Sunday 20 April 2014

DNA based in silicon (Inchrosil)




From Watson-Crick discovered DNA structure; there are lot researches in several fields of science about this topic, in special biology. Computer science is not an exception, Professor Adleman with his research and experimentation about new computation with DNA, opened new research way with organic DNA strands (which is called DNA Computing). In this article, we would like to give another point view, with artificial materials, by this reason, the document relates to an electronic system for emulating the DNA strand of a chromosome, which is characterised in that it includes means for the binary coding of the four types of nucleotides (A, G, C, T) that form the strands, such that the nucleotides that form complementary links are assigned complementary codes. Furthermore, with one minimal electronic module to emulate pair of nucleotides, it is possible to create complex electronic structures to solve NP and NP-Complete problems in polynomial times.

In 1953, Watson and Crick described structure of DNA (Watson & Crick, 1953), this fact is a revolution in the science, and consequently, several science areas use DNA structure for their studies. In special, Computer Science and Mathematics have used this simple structure of DNA to create a complex paradigms or methodologies to calculate unsolvable problem (Hamiltonian path problem, SAT, etc.). The new branch of science is called DNA Computing, which is a form of computing, using DNA strands and biochemistry methods. DNA computing is inside of Natural Computing (G.Rozenberg, T.Back, & J.Kok, 2012), is a fast developing interdisciplinary area. Big hit in this area is in 1994, when Professor Adleman at University of Southern of California demonstrated using organic DNA can solve seven-point Hamiltonian problem (Adleman, 1994) in polynomial time.

The Adleman experiments demonstrated to have more advantages of actual machines, based in Von Neumann architecture (Von Neumann, 1945) and Harvard Architecture (Furber, 1989).
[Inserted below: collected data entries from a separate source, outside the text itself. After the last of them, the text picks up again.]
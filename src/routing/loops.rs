use crate::graph::Graph;
use ahash::AHashSet;

/// Classifies the edge `source_id -> target_id` as a loop-back edge.
///
/// An edge whose target sits above its source is a loop without further
/// checks, since flowcharts are laid out top to bottom. Otherwise the edge
/// is a loop when `source_id` can already be reached from `target_id` along
/// existing edges.
///
/// The classification only affects how the edge is drawn.
pub fn is_loop(graph: &Graph, source_id: &str, target_id: &str, source_y: f64, target_y: f64) -> bool {
    if target_y < source_y {
        return true;
    }

    let mut visited: AHashSet<&str> = AHashSet::new();
    let mut stack: Vec<&str> = vec![target_id];

    while let Some(current) = stack.pop() {
        if current == source_id {
            return true;
        }
        // Existing cycles would otherwise keep the walk going forever.
        if !visited.insert(current) {
            continue;
        }
        stack.extend(
            graph
                .edges()
                .iter()
                .filter(|e| e.source == current)
                .map(|e| e.target.as_str()),
        );
    }

    false
}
Consequently of initial Adleman experiment, several searchers have developed machines, using Turing machine models (Turing, 1936) or similar machines with same power, but using DNA (Boneh, Dunworth, Lipton, & Sgall, 1996), (Kari, Gloor, & Yu, 2000).

In 1997, Mitsunori Ogihara and Animesh Ray described an implementation about Boolean Circuits using organic DNA (Ogihara & Ray, 1999). Later in 2002 at Israel, Professor Ehud Shapiro Yaakov Benenson, Binyamin Gil, Uri Ben-Dor, and Rivka Adar had constructed a DNA device coupled with an input and output module, which would theoretically be capable of diagnosing cancerous activity within a cell, and releasing an anti-cancer drug upon diagnosis. (Benenson, Gil, Ben-Dor, Adar, & Shapiro, 2004).

In general, DNA computing is similar to parallel computing, because it’s possible to solve any logical-mathematical problem in linear time. This is because, DNA structure consists in two chains of nucleotides (main and its complementary), and in nature both chain are linked in its nucleotides by hydrogen links. Sometimes by artificial or natural way, one DNA chain is not linked with complementary (In future, this chain could be called incomplete chain), first action of this incomplete chain is to look for its complementary chain, because its natural state of DNA strand. If in specific moment, there are lot incomplete chains, first action of theses chains is assembling with their complementary at the same time, due massive parallelism inherent in DNA reactions, by this reason, if one mathematical problem is codified with incomplete chains (inputs, variables and equations), when all these chains are introduced in same place react creating a full strand, which is final result of mathematical problem. Consequently, complex problems as NP and NP-complete could be solved in linear times, using this procedure.

Note, all methodologies are based in organic DNA and chemical procedures, thus high knowledge in mathematics. Main idea of DNA Computing to be strong alternative of silicon computing (traditional computers), but DNA computing has several walls to cross, material used dies over time, because it’s organic and perishable and it doesn’t work at industrial environments, by this reason, it is very difficult to move outside of laboratories. Almost, there are several organic devices, which are working as a silicon computer, but only in scientific environments.

This article describes an electronic system emulate DNA structure without chemical reactions, using artificial components as silicon, creating with it an inorganic DNA with electronic circuits, by this reason, the electronic system is called InChroSil (Inorganic CHROmosome based in SILicon). On the other hand, the system can be reused lot times, because it is composed by electronic circuits, there are not ethical or moral implications with cloning DNA (note, some countries are prohibited to manipulate human DNA). Also, this computation is not a pure DNA Computing; it is a mixture between both worlds (silicon and DNA), by this reason, it takes the best parts of one and another.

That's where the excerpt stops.